Write to people, not ‘professionals’.
The unique benefit of the disarming Charm Offensive approach to copywriting – and the unique mechanism of action that makes it work.
One of the many benefits of the Charm Offensive approach to applying for jobs, cold pitching, and other outbound sales endeavours is how prospects respond.
This is most obvious when you see screenshots like the one I’ve attached.
You often get beaming praise.
You’re making the best first impression you can.
Your prospect will often tell their colleagues about you. This can include their superiors.
Or even better, they will post about it on social media, telling the world of your charming skills.
The act of getting someone’s attention in a creative and enjoyable way is persuasive in itself.
This is most obviously beneficial if you work in any of the creative promotional industries such as marketing, copywriting, PR or advertising.
However, this approach retains its persuasiveness no matter the industry you are in.
It uses a different primary mechanism of action than those used to great effect in direct response copywriting.
This is why I’ve termed the Charm Offensive style ‘disarming copywriting’ as it serves a different purpose and works for different reasons.
It talks to people, not pain points.
Pain points vary.
Markets often share little in common.
But people do.
The style can break a lot of conventional persuasive tenants but these losses are made up for because the approach is novel, which means it wins attention more reliably and makes your prospect smile.
If your opening gambit makes your prospect smile, you’ve made a great first impression.
You go into a ‘different’ box to all of your competitors.
I’ve often joked that while my competitors often had much bigger offices, giant budgets for ‘entertaining’ prospects with fancy meals and all the other advantages of scale, I wager that none of them have ever offered to take their prospects for tequila shots while wearing a top hat.
It is almost impossible to forget such an unorthodox approach, for good or ill.
Indeed, on more than one occasion, I had prospects reply to my email a year after I’d send it. I recently caught up with an old client through LinkedIn and she told me she “Still talks about THAT email” from 5 years ago! The approach gets remembered.
That isn’t the main benefit I’m talking about though.
The single biggest benefit of this approach is less obvious and something that isn’t possible to measure.
Prospects will reply to you using an informal tone.

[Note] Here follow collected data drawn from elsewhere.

use chrono::{DateTime, Duration, Local};
use std::fs::{self, File};
use std::io;
use std::path::Path;
use sweeper_retention::{
    Cleaner, EntryRemover, Error, RemovalReason, RetentionPolicy, TreeRemover, cleanup,
};
use tempfile::TempDir;

fn noon_today() -> DateTime<Local> {
    Local::now()
        .date_naive()
        .and_hms_opt(12, 0, 0)
        .unwrap()
        .and_local_timezone(Local)
        .earliest()
        .unwrap()
}

fn write_manifest(root: &Path, content: &str) {
    fs::write(root.join(".cleanup-authorisation"), content).unwrap();
}

fn create_release(root: &Path, name: &str, modified: DateTime<Local>) {
    let release = root.join(name);
    fs::create_dir_all(release.join("lib")).unwrap();
    fs::write(release.join("lib/app.jar"), name).unwrap();
    fs::write(release.join("VERSION"), name).unwrap();

    File::open(&release)
        .unwrap()
        .set_modified(modified.into())
        .unwrap();
}

/// Twenty releases: the five oldest predate any 10-day cutoff, the fifteen
/// newest were made today.
fn setup_quota_layout(root: &Path, now: DateTime<Local>) {
    write_manifest(root, "-S-\n");
    for i in 1..=20 {
        let modified = if i <= 5 {
            now - Duration::days(31 - i)
        } else {
            now - Duration::hours(21 - i)
        };
        create_release(root, &format!("release-S-{:02}", i), modified);
    }
}

/// Twenty releases one day apart, the newest made `now`.
fn setup_daily_layout(root: &Path, now: DateTime<Local>) {
    write_manifest(root, "-S-\n");
    for i in 1..=20 {
        create_release(root, &format!("release-S-{:02}", i), now - Duration::days(20 - i));
    }
}

fn release_names(root: &Path) -> Vec<String> {
    let mut names: Vec<String> = fs::read_dir(root)
        .unwrap()
        .map(|e| e.unwrap().file_name().into_string().unwrap())
        .filter(|name| name.starts_with("release-"))
        .collect();
    names.sort();
    names
}

#[test]
fn test_removes_oldest_over_quota() {
    let temp_dir = TempDir::new().unwrap();
    let now = noon_today();
    setup_quota_layout(temp_dir.path(), now);

    let report = Cleaner::new(RetentionPolicy::new(10, 15, 5), false)
        .cleanup_at(temp_dir.path(), now)
        .expect("cleanup failed");

    assert_eq!(report.eligible, 20);
    assert_eq!(report.removed_count(), 5);
    assert!(report.is_complete());

    let remaining = release_names(temp_dir.path());
    assert_eq!(remaining.len(), 15);
    assert_eq!(remaining[0], "release-S-06");
}

#[test]
fn test_floor_limits_removals() {
    let temp_dir = TempDir::new().unwrap();
    let now = noon_today();
    setup_quota_layout(temp_dir.path(), now);

    let report = Cleaner::new(RetentionPolicy::new(10, 15, 18), false)
        .cleanup_at(temp_dir.path(), now)
        .expect("cleanup failed");

    assert_eq!(report.removed_count(), 2);
    assert_eq!(release_names(temp_dir.path()).len(), 18);
    assert!(!temp_dir.path().join("release-S-01").exists());
    assert!(!temp_dir.path().join("release-S-02").exists());
    assert!(temp_dir.path().join("release-S-03").exists());
}

#[test]
fn test_daily_releases_removed_by_age() {
    let temp_dir = TempDir::new().unwrap();
    let now = noon_today();
    setup_daily_layout(temp_dir.path(), now);

    let report = Cleaner::new(RetentionPolicy::new(10, 15, 5), false)
        .cleanup_at(temp_dir.path(), now)
        .expect("cleanup failed");

    assert_eq!(report.removed_count(), 9);
    assert!(report.removed.iter().all(|r| r.reason == RemovalReason::Age));
    assert_eq!(release_names(temp_dir.path())[0], "release-S-10");
}

#[test]
fn test_small_set_is_left_alone() {
    let temp_dir = TempDir::new().unwrap();
    let now = noon_today();
    write_manifest(temp_dir.path(), "-S-\n");
    for i in 1..=4 {
        create_release(
            temp_dir.path(),
            &format!("release-S-{:02}", i),
            now - Duration::days(100 + i),
        );
    }

    let report = Cleaner::new(RetentionPolicy::new(10, 1, 5), false)
        .cleanup_at(temp_dir.path(), now)
        .expect("cleanup failed");

    assert_eq!(report.removed_count(), 0);
    assert_eq!(report.kept_count(), 4);
    assert_eq!(release_names(temp_dir.path()).len(), 4);
}

#[test]
fn test_unauthorised_entries_are_invisible() {
    let temp_dir = TempDir::new().unwrap();
    let now = noon_today();
    setup_quota_layout(temp_dir.path(), now);
    create_release(temp_dir.path(), "scratch-01", now - Duration::days(365));

    let report = Cleaner::new(RetentionPolicy::new(10, 15, 5), false)
        .cleanup_at(temp_dir.path(), now)
        .expect("cleanup failed");

    assert_eq!(report.eligible, 20);
    assert!(temp_dir.path().join("scratch-01").exists());
    assert!(report.removed.iter().all(|r| r.entry.name != "scratch-01"));
    assert!(report.kept.iter().all(|k| k.entry.name != "scratch-01"));
    assert!(temp_dir.path().join(".cleanup-authorisation").exists());
}

#[test]
fn test_dry_run_touches_nothing() {
    let temp_dir = TempDir::new().unwrap();
    let now = noon_today();
    setup_quota_layout(temp_dir.path(), now);

    let report = Cleaner::new(RetentionPolicy::new(10, 15, 5), true)
        .cleanup_at(temp_dir.path(), now)
        .expect("cleanup failed");

    assert!(report.dry_run);
    assert_eq!(report.removed_count(), 5);
    assert_eq!(release_names(temp_dir.path()).len(), 20);
    assert!(temp_dir.path().join("release-S-01/lib/app.jar").exists());
}

#[test]
fn test_second_run_removes_nothing() {
    let temp_dir = TempDir::new().unwrap();
    let now = noon_today();
    setup_daily_layout(temp_dir.path(), now);

    let cleaner = Cleaner::new(RetentionPolicy::new(10, 15, 5), false);
    let first = cleaner.cleanup_at(temp_dir.path(), now).unwrap();
    let second = cleaner.cleanup_at(temp_dir.path(), now).unwrap();

    assert_eq!(first.removed_count(), 9);
    assert_eq!(second.removed_count(), 0);
    assert_eq!(second.eligible, 11);
}

#[test]
fn test_missing_manifest_is_fatal() {
    let temp_dir = TempDir::new().unwrap();
    let now = noon_today();
    setup_daily_layout(temp_dir.path(), now);
    fs::remove_file(temp_dir.path().join(".cleanup-authorisation")).unwrap();

    let result =
        Cleaner::new(RetentionPolicy::new(0, 0, 0), false).cleanup_at(temp_dir.path(), now);

    assert!(matches!(result, Err(Error::ManifestMissing(_))));
    assert_eq!(release_names(temp_dir.path()).len(), 20);
}

#[test]
fn test_not_a_directory_is_fatal() {
    let temp_dir = TempDir::new().unwrap();
    let file = temp_dir.path().join("release-S-01.tar");
    fs::write(&file, "tar").unwrap();

    let result = cleanup(&file, RetentionPolicy::default(), false);
    assert!(matches!(result, Err(Error::NotADirectory(_))));

    let result = cleanup(&temp_dir.path().join("missing"), RetentionPolicy::default(), false);
    assert!(matches!(result, Err(Error::NotADirectory(_))));
}

#[test]
fn test_empty_manifest_uses_default_patterns() {
    let temp_dir = TempDir::new().unwrap();
    let now = noon_today();
    write_manifest(temp_dir.path(), "");
    for i in 1..=3 {
        create_release(
            temp_dir.path(),
            &format!("release-RC-{:02}", i),
            now - Duration::days(40 + i),
        );
    }

    let dry = Cleaner::new(RetentionPolicy::new(10, 15, 1), true);
    assert_eq!(dry.cleanup_at(temp_dir.path(), now).unwrap().eligible, 0);

    let report = dry
        .with_default_patterns(vec!["-RC-".to_string()])
        .cleanup_at(temp_dir.path(), now)
        .unwrap();
    assert_eq!(report.eligible, 3);
    assert_eq!(report.removed_count(), 2);
}

#[test]
fn test_default_policy_via_convenience_function() {
    let temp_dir = TempDir::new().unwrap();
    setup_quota_layout(temp_dir.path(), noon_today());

    // Defaults are older_than=10, keep_max=15, keep_min=5 with a dry run.
    let removed = cleanup(temp_dir.path(), RetentionPolicy::default(), true).unwrap();
    assert!(removed >= 5);
    assert_eq!(release_names(temp_dir.path()).len(), 20);
}

struct FailingRemover {
    fail_on: &'static str,
}

impl EntryRemover for FailingRemover {
    fn remove_entry(&self, path: &Path) -> io::Result<()> {
        if path.ends_with(self.fail_on) {
            return Err(io::Error::new(io::ErrorKind::PermissionDenied, "locked"));
        }
        TreeRemover.remove_entry(path)
    }
}

#[test]
fn test_removal_failures_do_not_abort_batch() {
    let temp_dir = TempDir::new().unwrap();
    let now = noon_today();
    setup_quota_layout(temp_dir.path(), now);

    let report = Cleaner::new(RetentionPolicy::new(10, 15, 5), false)
        .with_remover(FailingRemover {
            fail_on: "release-S-02",
        })
        .cleanup_at(temp_dir.path(), now)
        .expect("cleanup failed");

    assert_eq!(report.removed_count(), 5);
    assert!(!report.is_complete());
    assert_eq!(report.failures.len(), 1);
    assert_eq!(report.failures[0].entry.name, "release-S-02");
    assert_eq!(
        report.failures[0].error.kind(),
        io::ErrorKind::PermissionDenied
    );

    assert!(temp_dir.path().join("release-S-02").exists());
    for name in ["release-S-01", "release-S-03", "release-S-04", "release-S-05"] {
        assert!(!temp_dir.path().join(name).exists());
    }
}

That is, they will speak to you like a friend.
They will match your ‘familiar’ or ‘refreshingly honest’ tone and at times, even try to out humour you in their response.
That is, they will take off the costume of self-importance that their job title demands.
Everyone is a human first.
They are a father, a mother, a brother, a sister, a friend.
They have friends who call them stupid nicknames and remind them of ‘that time when we got so drunk that you tried to climb into your own shoe?! Hahaha!” (Or similar shenanigans sans intoxication.)
They have their own ‘guilty pleasures’ like enjoying cheesy 80s music or feel good movies.
This the person you are writing to when you use the Charm Offensive approach.
I’m not suggesting for a moment that it is the only approach or the ‘best’ approach, merely one that is reliably efficacious.
There is a definite benefit in knowing about pain points and writing to alleviate those pains in the most persuasive way possible. Indeed, when writing a sales letter to generate sales, you must be able to do this.
However, for getting people to hit reply, the reason the disarming Charm Offensive style is universally effective across sectors, seniority and geography is that it speaks to the person behind the job title.
Most people are relieved to drop the ‘self-important’ veneer that their position demands.
Not everyone, of course. Some people enjoy the ‘self-important’ veneer for reasons I wouldn’t wish to diagnose in absentia.
These are the folks who reply with things like “You really should be more professional you know!!!” without a hint of parody!
Thankfully, most people behind that job title aren’t humourless, self-important jerks.
Most people are people first, professionals second.
And that’s who you are writing to when you use the Charm Offensive approach.
And thankfully, that’s the exact same person who will agree to a quick phone call with you, accept your proposal, and pay your invoices when they are due.